● Data for analysis

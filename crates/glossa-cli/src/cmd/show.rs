//! `glossa show` — full detail for a single term.

use std::io::Write;

use clap::Args;
use glossa_core::{DefinitionField, GlossaryStore, Term};
use glossa_graph::linkify_definition;
use glossa_quiz::strip_html;
use serde::Serialize;
use url::Url;

use crate::cmd::load_document;
use crate::output::{OutputMode, render};
use crate::resolve;

#[derive(Args, Debug)]
pub struct ShowArgs {
    /// Category id, name, or unique id prefix.
    pub category: String,

    /// Term id, title, or unique id prefix.
    pub term: String,

    /// Keep HTML markup and decorate cross-references with anchors
    /// instead of stripping tags.
    #[arg(long)]
    pub html: bool,
}

#[derive(Debug, Serialize)]
struct ShowReport {
    category_id: String,
    term: Term,
}

/// Show one term with every provided definition field and its references.
pub fn run_show(
    args: &ShowArgs,
    output: OutputMode,
    store: &impl GlossaryStore,
) -> anyhow::Result<()> {
    let data = load_document(store, output)?;
    let category = resolve::require_category(&data, &args.category, output)?;
    let term = resolve::require_term(category, &args.term, output)?;

    let report = ShowReport {
        category_id: category.id.clone(),
        term: term.clone(),
    };
    let html = args.html;
    let siblings = category.terms.clone();
    render(output, &report, move |shown, w| {
        render_show_human(shown, &siblings, html, w)
    })
}

fn render_show_human(
    report: &ShowReport,
    siblings: &[Term],
    html: bool,
    w: &mut dyn Write,
) -> std::io::Result<()> {
    let term = &report.term;
    writeln!(w, "{}  ({})", term.title, term.id)?;
    if let Some(understood) = term.is_understood {
        writeln!(w, "understood: {understood}")?;
    }

    for field in DefinitionField::ALL {
        let Some(value) = term.definitions.provided(field) else {
            continue;
        };
        let rendered = if html {
            linkify_definition(value, siblings, &term.id)
        } else {
            strip_html(value)
        };
        writeln!(w)?;
        writeln!(w, "{}:", field.label())?;
        for line in rendered.lines() {
            writeln!(w, "  {line}")?;
        }
    }

    let references = term.definitions.references();
    if !references.is_empty() {
        writeln!(w)?;
        writeln!(w, "references:")?;
        for reference in references {
            writeln!(w, "  - {} ({reference})", extract_domain(reference))?;
        }
    }
    Ok(())
}

/// Pull a display label out of a reference URL: the host without a
/// `www.` prefix, or the raw string when it does not parse as a URL.
fn extract_domain(raw: &str) -> String {
    Url::parse(raw)
        .ok()
        .and_then(|url| {
            url.host_str()
                .map(|host| host.trim_start_matches("www.").to_string())
        })
        .unwrap_or_else(|| raw.to_string())
}

#[cfg(test)]
mod tests {
    use super::*;
    use clap::Parser;
    use glossa_core::Definitions;

    #[derive(Parser)]
    struct Wrapper {
        #[command(flatten)]
        args: ShowArgs,
    }

    fn sample_term() -> Term {
        Term {
            id: "term-100-aaaa".into(),
            title: "API".into(),
            definitions: Definitions {
                istilah: Some("Interface exposed by a <b>server</b>".into()),
                bahasa: Some("-".into()),
                kenapa_ada: Some("So a Client can call it".into()),
                contoh: None,
                referensi: Some(vec!["https://www.example.com/api-guide".into()]),
            },
            is_understood: Some(true),
        }
    }

    #[test]
    fn parses_html_flag() {
        let parsed = Wrapper::parse_from(["test", "tech", "api", "--html"]);
        assert!(parsed.args.html);
        assert_eq!(parsed.args.term, "api");
    }

    #[test]
    fn render_strips_markup_and_skips_blank_fields() {
        let report = ShowReport {
            category_id: "cat-100-aaaa".into(),
            term: sample_term(),
        };
        let mut buffer = Vec::new();
        render_show_human(&report, &[], false, &mut buffer).unwrap();
        let text = String::from_utf8(buffer).unwrap();

        assert!(text.contains("API  (term-100-aaaa)"));
        assert!(text.contains("understood: true"));
        assert!(text.contains("definition:"));
        assert!(text.contains("  Interface exposed by a server"));
        assert!(text.contains("why it exists:"));
        assert!(!text.contains("language meaning:"), "sentinel field hidden");
        assert!(!text.contains("example:"), "absent field hidden");
    }

    #[test]
    fn render_lists_references_with_domain_labels() {
        let report = ShowReport {
            category_id: "cat-100-aaaa".into(),
            term: sample_term(),
        };
        let mut buffer = Vec::new();
        render_show_human(&report, &[], false, &mut buffer).unwrap();
        let text = String::from_utf8(buffer).unwrap();
        assert!(text.contains("references:"));
        assert!(text.contains("  - example.com (https://www.example.com/api-guide)"));
    }

    #[test]
    fn render_html_mode_links_sibling_titles() {
        let sibling = Term {
            id: "term-200-bbbb".into(),
            title: "Client".into(),
            definitions: Definitions::default(),
            is_understood: None,
        };
        let term = sample_term();
        let siblings = vec![term.clone(), sibling];
        let report = ShowReport {
            category_id: "cat-100-aaaa".into(),
            term,
        };
        let mut buffer = Vec::new();
        render_show_human(&report, &siblings, true, &mut buffer).unwrap();
        let text = String::from_utf8(buffer).unwrap();
        assert!(text.contains("<b>server</b>"), "markup kept in html mode");
        assert!(
            text.contains("href=\"#term-term-200-bbbb\""),
            "sibling mention became an anchor: {text}"
        );
    }

    #[test]
    fn extract_domain_handles_urls_and_plain_strings() {
        assert_eq!(extract_domain("https://www.wikipedia.org/wiki/API"), "wikipedia.org");
        assert_eq!(extract_domain("https://docs.rs/petgraph"), "docs.rs");
        assert_eq!(extract_domain("my lecture notes"), "my lecture notes");
    }
}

● Work required
Faithfully copy every entry, leaving nothing out.

● Response
filename crates/glossa-cli/src/cmd/show.rs
//! `glossa show` — full detail for a single term.

use std::io::Write;

use clap::Args;
use glossa_core::{DefinitionField, GlossaryStore, Term};
use glossa_graph::linkify_definition;
use glossa_quiz::strip_html;
use serde::Serialize;
use url::Url;

use crate::cmd::load_document;
use crate::output::{OutputMode, render};
use crate::resolve;

#[derive(Args, Debug)]
pub struct ShowArgs {
    /// Category id, name, or unique id prefix.
    pub category: String,

    /// Term id, title, or unique id prefix.
    pub term: String,

    /// Keep HTML markup and decorate cross-references with anchors
    /// instead of stripping tags.
    #[arg(long)]
    pub html: bool,
}

#[derive(Debug, Serialize)]
struct ShowReport {
    category_id: String,
    term: Term,
}

/// Show one term with every provided definition field and its references.
pub fn run_show(
    args: &ShowArgs,
    output: OutputMode,
    store: &impl GlossaryStore,
) -> anyhow::Result<()> {
    let data = load_document(store, output)?;
    let category = resolve::require_category(&data, &args.category, output)?;
    let term = resolve::require_term(category, &args.term, output)?;

    let report = ShowReport {
        category_id: category.id.clone(),
        term: term.clone(),
    };
    let html = args.html;
    let siblings = category.terms.clone();
    render(output, &report, move |shown, w| {
        render_show_human(shown, &siblings, html, w)
    })
}

fn render_show_human(
    report: &ShowReport,
    siblings: &[Term],
    html: bool,
    w: &mut dyn Write,
) -> std::io::Result<()> {
    let term = &report.term;
    writeln!(w, "{}  ({})", term.title, term.id)?;
    if let Some(understood) = term.is_understood {
        writeln!(w, "understood: {understood}")?;
    }

    for field in DefinitionField::ALL {
        let Some(value) = term.definitions.provided(field) else {
            continue;
        };
        let rendered = if html {
            linkify_definition(value, siblings, &term.id)
        } else {
            strip_html(value)
        };
        writeln!(w)?;
        writeln!(w, "{}:", field.label())?;
        for line in rendered.lines() {
            writeln!(w, "  {line}")?;
        }
    }

    let references = term.definitions.references();
    if !references.is_empty() {
        writeln!(w)?;
        writeln!(w, "references:")?;
        for reference in references {
            writeln!(w, "  - {} ({reference})", extract_domain(reference))?;
        }
    }
    Ok(())
}

/// Pull a display label out of a reference URL: the host without a
/// `www.` prefix, or the raw string when it does not parse as a URL.
fn extract_domain(raw: &str) -> String {
    Url::parse(raw)
        .ok()
        .and_then(|url| {
            url.host_str()
                .map(|host| host.trim_start_matches("www.").to_string())
        })
        .unwrap_or_else(|| raw.to_string())
}

#[cfg(test)]
mod tests {
    use super::*;
    use clap::Parser;
    use glossa_core::Definitions;

    #[derive(Parser)]
    struct Wrapper {
        #[command(flatten)]
        args: ShowArgs,
    }

    fn sample_term() -> Term {
        Term {
            id: "term-100-aaaa".into(),
            title: "API".into(),
            definitions: Definitions {
                istilah: Some("Interface exposed by a <b>server</b>".into()),
                bahasa: Some("-".into()),
                kenapa_ada: Some("So a Client can call it".into()),
                contoh: None,
                referensi: Some(vec!["https://www.example.com/api-guide".into()]),
            },
            is_understood: Some(true),
        }
    }

    #[test]
    fn parses_html_flag() {
        let parsed = Wrapper::parse_from(["test", "tech", "api", "--html"]);
        assert!(parsed.args.html);
        assert_eq!(parsed.args.term, "api");
    }

    #[test]
    fn render_strips_markup_and_skips_blank_fields() {
        let report = ShowReport {
            category_id: "cat-100-aaaa".into(),
            term: sample_term(),
        };
        let mut buffer = Vec::new();
        render_show_human(&report, &[], false, &mut buffer).unwrap();
        let text = String::from_utf8(buffer).unwrap();

        assert!(text.contains("API  (term-100-aaaa)"));
        assert!(text.contains("understood: true"));
        assert!(text.contains("definition:"));
        assert!(text.contains("  Interface exposed by a server"));
        assert!(text.contains("why it exists:"));
        assert!(!text.contains("language meaning:"), "sentinel field hidden");
        assert!(!text.contains("example:"), "absent field hidden");
    }

    #[test]
    fn render_lists_references_with_domain_labels() {
        let report = ShowReport {
            category_id: "cat-100-aaaa".into(),
            term: sample_term(),
        };
        let mut buffer = Vec::new();
        render_show_human(&report, &[], false, &mut buffer).unwrap();
        let text = String::from_utf8(buffer).unwrap();
        assert!(text.contains("references:"));
        assert!(text.contains("  - example.com (https://www.example.com/api-guide)"));
    }

    #[test]
    fn render_html_mode_links_sibling_titles() {
        let sibling = Term {
            id: "term-200-bbbb".into(),
            title: "Client".into(),
            definitions: Definitions::default(),
            is_understood: None,
        };
        let term = sample_term();
        let siblings = vec![term.clone(), sibling];
        let report = ShowReport {
            category_id: "cat-100-aaaa".into(),
            term,
        };
        let mut buffer = Vec::new();
        render_show_human(&report, &siblings, true, &mut buffer).unwrap();
        let text = String::from_utf8(buffer).unwrap();
        assert!(text.contains("<b>server</b>"), "markup kept in html mode");
        assert!(
            text.contains("href=\"#term-term-200-bbbb\""),
            "sibling mention became an anchor: {text}"
        );
    }

    #[test]
    fn extract_domain_handles_urls_and_plain_strings() {
        assert_eq!(extract_domain("https://www.wikipedia.org/wiki/API"), "wikipedia.org");
        assert_eq!(extract_domain("https://docs.rs/petgraph"), "docs.rs");
        assert_eq!(extract_domain("my lecture notes"), "my lecture notes");
    }
}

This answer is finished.